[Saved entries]

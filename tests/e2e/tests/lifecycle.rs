//! Provisioning lifecycle against a real container runtime.

use ephemdb_e2e::harness;
use ephemdb_harness::{EngineSpec, ProvisionError, Provisioner};
use tokio::net::TcpStream;

#[tokio::test]
async fn provisioned_instance_publishes_a_reachable_port() {
    harness::init_logging();
    let mut provisioner = Provisioner::new(EngineSpec::postgres(harness::POSTGRES_TAG));
    provisioner
        .initialize()
        .await
        .expect("instance must start");

    let descriptor = provisioner
        .descriptor()
        .expect("descriptor must be readable while ready")
        .clone();
    assert!(!descriptor.host().is_empty());
    assert!(descriptor.port() > 0);

    TcpStream::connect((descriptor.host(), descriptor.port()))
        .await
        .expect("published port must accept connections");

    provisioner.dispose().await;
}

#[tokio::test]
async fn direct_connection_reports_open() {
    let mut db = harness::provision_postgres()
        .await
        .expect("provisioning must succeed");

    let client = db.connect().await.expect("connection must open");
    client
        .simple_query("SELECT 1")
        .await
        .expect("open connection must answer a trivial query");
    assert!(!client.is_closed());

    db.dispose().await;
}

#[tokio::test]
async fn dispose_is_idempotent_and_seals_the_descriptor() {
    harness::init_logging();
    let mut provisioner = Provisioner::new(EngineSpec::postgres(harness::POSTGRES_TAG));
    provisioner
        .initialize()
        .await
        .expect("instance must start");

    provisioner.dispose().await;
    provisioner.dispose().await;

    let err = provisioner
        .descriptor()
        .expect_err("descriptor must be unobservable after dispose");
    assert!(matches!(err, ProvisionError::State { .. }), "got: {err}");
}
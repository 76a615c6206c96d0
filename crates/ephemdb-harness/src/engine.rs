//! Database engine and image specification.
//!
//! An [`EngineSpec`] pins the container image and carries everything the
//! provisioner needs to launch it: wire port, credential environment, the
//! engine's ready-log line, and the default service name for the image in
//! use. Default service names come from an explicit versioned mapping
//! rather than textual substitution; image families have renamed their
//! default pluggable database across major versions.

use serde::{Deserialize, Serialize};

/// Log line that marks engine startup, and the stream it appears on.
#[derive(Debug, Clone, PartialEq, Eq, Serialize, Deserialize)]
#[serde(rename_all = "snake_case")]
pub enum ReadyMessage {
    /// Line printed to the container's stdout.
    Stdout(String),
    /// Line printed to the container's stderr.
    Stderr(String),
}

/// Specification of the database image to provision.
///
/// Known engines come with complete presets ([`EngineSpec::postgres`],
/// [`EngineSpec::oracle_free`]); anything else starts from
/// [`EngineSpec::custom`] and wires credentials, environment, and the
/// service name explicitly.
#[derive(Debug, Clone, PartialEq, Eq, Serialize, Deserialize)]
pub struct EngineSpec {
    repository: String,
    tag: String,
    port: u16,
    username: String,
    password: String,
    database: Option<String>,
    env: Vec<(String, String)>,
    ready_message: Option<ReadyMessage>,
}

impl EngineSpec {
    /// Postgres at the given pinned tag (e.g. `"16-alpine"`).
    #[must_use]
    pub fn postgres(tag: impl Into<String>) -> Self {
        let tag = tag.into();
        let database = default_service_name("postgres", &tag).map(str::to_owned);
        Self {
            repository: "postgres".to_owned(),
            port: 5432,
            username: "postgres".to_owned(),
            password: "postgres".to_owned(),
            env: vec![
                ("POSTGRES_USER".to_owned(), "postgres".to_owned()),
                ("POSTGRES_PASSWORD".to_owned(), "postgres".to_owned()),
                ("POSTGRES_DB".to_owned(), "postgres".to_owned()),
            ],
            ready_message: Some(ReadyMessage::Stderr(
                "database system is ready to accept connections".to_owned(),
            )),
            tag,
            database,
        }
    }

    /// Oracle Database Free (`gvenzl/oracle-free`) at the given pinned tag.
    #[must_use]
    pub fn oracle_free(tag: impl Into<String>) -> Self {
        let tag = tag.into();
        let database = default_service_name("gvenzl/oracle-free", &tag).map(str::to_owned);
        Self {
            repository: "gvenzl/oracle-free".to_owned(),
            port: 1521,
            username: "system".to_owned(),
            password: "oracle".to_owned(),
            env: vec![("ORACLE_PASSWORD".to_owned(), "oracle".to_owned())],
            ready_message: Some(ReadyMessage::Stdout("DATABASE IS READY TO USE!".to_owned())),
            tag,
            database,
        }
    }

    /// Arbitrary image. Credentials and environment start empty, and the
    /// service name resolves only if the repository is a known family;
    /// otherwise set one with [`with_database`](Self::with_database).
    #[must_use]
    pub fn custom(repository: impl Into<String>, tag: impl Into<String>, port: u16) -> Self {
        let repository = repository.into();
        let tag = tag.into();
        let database = default_service_name(&repository, &tag).map(str::to_owned);
        Self {
            repository,
            tag,
            port,
            username: String::new(),
            password: String::new(),
            database,
            env: Vec::new(),
            ready_message: None,
        }
    }

    /// Override the default schema/service name for the instance.
    #[must_use]
    pub fn with_database(mut self, database: impl Into<String>) -> Self {
        self.database = Some(database.into());
        self
    }

    /// Set the credentials reported in the instance descriptor.
    ///
    /// Known-engine presets keep credentials and container environment in
    /// sync; for custom images pass the matching environment via
    /// [`with_env`](Self::with_env) as well.
    #[must_use]
    pub fn with_credentials(
        mut self,
        username: impl Into<String>,
        password: impl Into<String>,
    ) -> Self {
        self.username = username.into();
        self.password = password.into();
        self
    }

    /// Add a container environment variable.
    #[must_use]
    pub fn with_env(mut self, key: impl Into<String>, value: impl Into<String>) -> Self {
        self.env.push((key.into(), value.into()));
        self
    }

    /// Set the log line the runtime waits for before the probe runs.
    #[must_use]
    pub fn with_ready_message(mut self, message: ReadyMessage) -> Self {
        self.ready_message = Some(message);
        self
    }

    /// Image repository (e.g. `"postgres"`).
    #[must_use]
    pub fn repository(&self) -> &str {
        &self.repository
    }

    /// Pinned image tag.
    #[must_use]
    pub fn tag(&self) -> &str {
        &self.tag
    }

    /// Full image reference, `repository:tag`.
    #[must_use]
    pub fn image(&self) -> String {
        format!("{}:{}", self.repository, self.tag)
    }

    /// Wire port the engine listens on inside the container.
    #[must_use]
    pub fn port(&self) -> u16 {
        self.port
    }

    /// Username reported in the instance descriptor.
    #[must_use]
    pub fn username(&self) -> &str {
        &self.username
    }

    /// Password reported in the instance descriptor.
    #[must_use]
    pub fn password(&self) -> &str {
        &self.password
    }

    /// Default schema/service name, if resolved or set.
    #[must_use]
    pub fn database(&self) -> Option<&str> {
        self.database.as_deref()
    }

    /// Container environment passed at startup.
    #[must_use]
    pub fn env(&self) -> &[(String, String)] {
        &self.env
    }

    /// Ready-log line, if the engine has one.
    #[must_use]
    pub fn ready_message(&self) -> Option<&ReadyMessage> {
        self.ready_message.as_ref()
    }
}

/// Default service name for a known image repository at a given tag.
///
/// Explicit, versioned entries only. `gvenzl/oracle-xe` renamed its
/// default pluggable database from `XE` to `XEPDB1` in 18c; non-numeric
/// tags (`latest`, `slim`) track the current major and resolve to the
/// modern name. Unknown repositories resolve to `None` and require the
/// caller to name the database explicitly.
#[must_use]
pub fn default_service_name(repository: &str, tag: &str) -> Option<&'static str> {
    match repository {
        "postgres" => Some("postgres"),
        "gvenzl/oracle-free" => Some("FREEPDB1"),
        "gvenzl/oracle-xe" => match tag_major(tag) {
            Some(major) if major < 18 => Some("XE"),
            _ => Some("XEPDB1"),
        },
        _ => None,
    }
}

/// Leading numeric component of an image tag (`"21-slim"` → 21).
fn tag_major(tag: &str) -> Option<u32> {
    let digits: String = tag.chars().take_while(char::is_ascii_digit).collect();
    digits.parse().ok()
}
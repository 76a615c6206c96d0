//! Provisioner error types.

use std::time::Duration;

use crate::provisioner::LifecyclePhase;

/// Errors produced while provisioning or tearing down an ephemeral
/// database instance.
///
/// Startup failures (`StartupTimeout`, `Probe`, `Runtime`,
/// `UnknownServiceName`) are fatal to the test that requested the
/// instance and are never retried internally. `State` marks caller
/// misuse. `Cleanup` is only produced during disposal and is logged and
/// swallowed by [`dispose`](crate::Provisioner::dispose) rather than
/// surfaced, so a teardown failure cannot mask an earlier test failure.
#[derive(Debug, thiserror::Error)]
pub enum ProvisionError {
    /// The instance never accepted connections within the probe deadline.
    #[error("instance not ready after {waited:?}; last probe error: {last_error}")]
    StartupTimeout {
        /// Time spent probing before giving up.
        waited: Duration,
        /// Outcome of the final connection attempt.
        #[source]
        last_error: std::io::Error,
    },

    /// The readiness probe failed for a reason retrying cannot fix
    /// (e.g. the runtime handed back an unresolvable host).
    #[error("readiness probe failed: {0}")]
    Probe(#[source] std::io::Error),

    /// Container runtime failure while pulling, starting, or inspecting
    /// the instance.
    #[error("container runtime error: {0}")]
    Runtime(#[from] testcontainers::TestcontainersError),

    /// The image has no entry in the default-service-name mapping and the
    /// spec did not name a database explicitly.
    #[error("no default service name known for image {image}; set one with EngineSpec::with_database")]
    UnknownServiceName {
        /// Image reference (`repository:tag`) that failed to resolve.
        image: String,
    },

    /// An operation was invoked in the wrong lifecycle phase.
    #[error("{operation} is not valid while the instance is {phase}")]
    State {
        /// Operation the caller attempted.
        operation: &'static str,
        /// Phase the provisioner was observed in.
        phase: LifecyclePhase,
    },

    /// Teardown failure during container stop or removal.
    #[error("cleanup failed: {0}")]
    Cleanup(#[source] testcontainers::TestcontainersError),
}

/// Convenience alias used throughout this crate.
pub type Result<T> = std::result::Result<T, ProvisionError>;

Exercise requirements ::
Only lines containing the word "ReadyMessage" should appear in the answer, and every such line from the records above must be there.

Response box ::
pub enum ReadyMessage {
    ready_message: Option<ReadyMessage>,
            ready_message: Some(ReadyMessage::Stderr(
            ready_message: Some(ReadyMessage::Stdout("DATABASE IS READY TO USE!".to_owned())),
    pub fn with_ready_message(mut self, message: ReadyMessage) -> Self {
    pub fn ready_message(&self) -> Option<&ReadyMessage> {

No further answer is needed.